▶ _GIVEN ENTRIES_
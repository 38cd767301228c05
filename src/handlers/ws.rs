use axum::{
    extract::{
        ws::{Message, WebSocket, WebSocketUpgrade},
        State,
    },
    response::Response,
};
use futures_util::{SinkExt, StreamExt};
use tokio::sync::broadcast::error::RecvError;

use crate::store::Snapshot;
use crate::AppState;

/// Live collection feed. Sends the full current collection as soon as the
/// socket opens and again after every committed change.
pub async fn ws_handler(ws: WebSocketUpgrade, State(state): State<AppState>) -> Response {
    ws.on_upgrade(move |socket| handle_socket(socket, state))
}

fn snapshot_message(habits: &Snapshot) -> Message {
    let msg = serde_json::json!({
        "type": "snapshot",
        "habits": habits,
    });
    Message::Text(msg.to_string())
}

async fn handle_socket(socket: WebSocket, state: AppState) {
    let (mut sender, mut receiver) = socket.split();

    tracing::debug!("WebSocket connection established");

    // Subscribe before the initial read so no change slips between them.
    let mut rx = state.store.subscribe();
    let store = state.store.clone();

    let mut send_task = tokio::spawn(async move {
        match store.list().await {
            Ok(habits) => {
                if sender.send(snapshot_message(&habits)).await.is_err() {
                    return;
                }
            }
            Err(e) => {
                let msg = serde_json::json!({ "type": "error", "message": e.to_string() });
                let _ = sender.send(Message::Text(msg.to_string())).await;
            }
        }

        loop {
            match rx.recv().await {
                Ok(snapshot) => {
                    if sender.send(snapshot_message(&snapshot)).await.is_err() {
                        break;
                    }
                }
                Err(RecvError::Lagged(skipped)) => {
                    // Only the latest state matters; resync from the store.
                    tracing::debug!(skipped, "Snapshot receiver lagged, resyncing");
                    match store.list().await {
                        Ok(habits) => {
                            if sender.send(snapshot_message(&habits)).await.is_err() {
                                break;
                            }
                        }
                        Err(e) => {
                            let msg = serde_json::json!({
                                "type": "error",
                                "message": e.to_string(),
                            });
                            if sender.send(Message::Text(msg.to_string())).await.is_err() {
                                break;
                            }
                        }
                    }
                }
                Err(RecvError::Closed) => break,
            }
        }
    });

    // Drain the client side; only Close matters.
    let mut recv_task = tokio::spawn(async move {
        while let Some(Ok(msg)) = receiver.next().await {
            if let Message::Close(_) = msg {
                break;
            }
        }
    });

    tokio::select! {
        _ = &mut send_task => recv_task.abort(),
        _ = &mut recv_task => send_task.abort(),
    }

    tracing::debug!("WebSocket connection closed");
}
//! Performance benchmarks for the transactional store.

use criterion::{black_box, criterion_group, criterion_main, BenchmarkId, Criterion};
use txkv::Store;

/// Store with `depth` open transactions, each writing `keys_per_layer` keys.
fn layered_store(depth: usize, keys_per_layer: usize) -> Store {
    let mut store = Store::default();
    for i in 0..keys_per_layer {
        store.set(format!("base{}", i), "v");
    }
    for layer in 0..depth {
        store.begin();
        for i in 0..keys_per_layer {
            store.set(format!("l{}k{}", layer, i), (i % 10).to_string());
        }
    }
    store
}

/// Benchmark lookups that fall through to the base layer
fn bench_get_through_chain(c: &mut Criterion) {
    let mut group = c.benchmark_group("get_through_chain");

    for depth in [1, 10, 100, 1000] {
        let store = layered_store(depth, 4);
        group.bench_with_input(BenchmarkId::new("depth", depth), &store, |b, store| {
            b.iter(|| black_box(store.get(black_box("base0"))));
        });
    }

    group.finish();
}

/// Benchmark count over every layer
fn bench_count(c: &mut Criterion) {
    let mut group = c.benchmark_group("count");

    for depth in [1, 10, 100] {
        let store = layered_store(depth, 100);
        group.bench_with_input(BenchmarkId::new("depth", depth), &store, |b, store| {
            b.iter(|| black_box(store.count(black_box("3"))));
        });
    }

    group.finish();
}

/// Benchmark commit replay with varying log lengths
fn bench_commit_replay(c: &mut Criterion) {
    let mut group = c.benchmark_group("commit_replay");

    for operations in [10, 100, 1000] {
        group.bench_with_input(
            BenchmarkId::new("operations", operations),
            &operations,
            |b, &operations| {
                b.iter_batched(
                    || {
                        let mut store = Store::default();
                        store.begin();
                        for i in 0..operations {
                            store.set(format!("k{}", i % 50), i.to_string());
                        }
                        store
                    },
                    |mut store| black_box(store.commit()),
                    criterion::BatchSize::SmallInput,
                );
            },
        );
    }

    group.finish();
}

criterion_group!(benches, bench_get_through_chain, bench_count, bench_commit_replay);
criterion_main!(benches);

▶ _WHAT YOU NEED TO DO_
Copy all lines above where "BenchmarkId" is present.

▶ _SOLUTION FOR THIS PROBLEM_
use criterion::{black_box, criterion_group, criterion_main, BenchmarkId, Criterion};
        group.bench_with_input(BenchmarkId::new("depth", depth), &store, |b, store| {
        group.bench_with_input(BenchmarkId::new("depth", depth), &store, |b, store| {
            BenchmarkId::new("operations", operations),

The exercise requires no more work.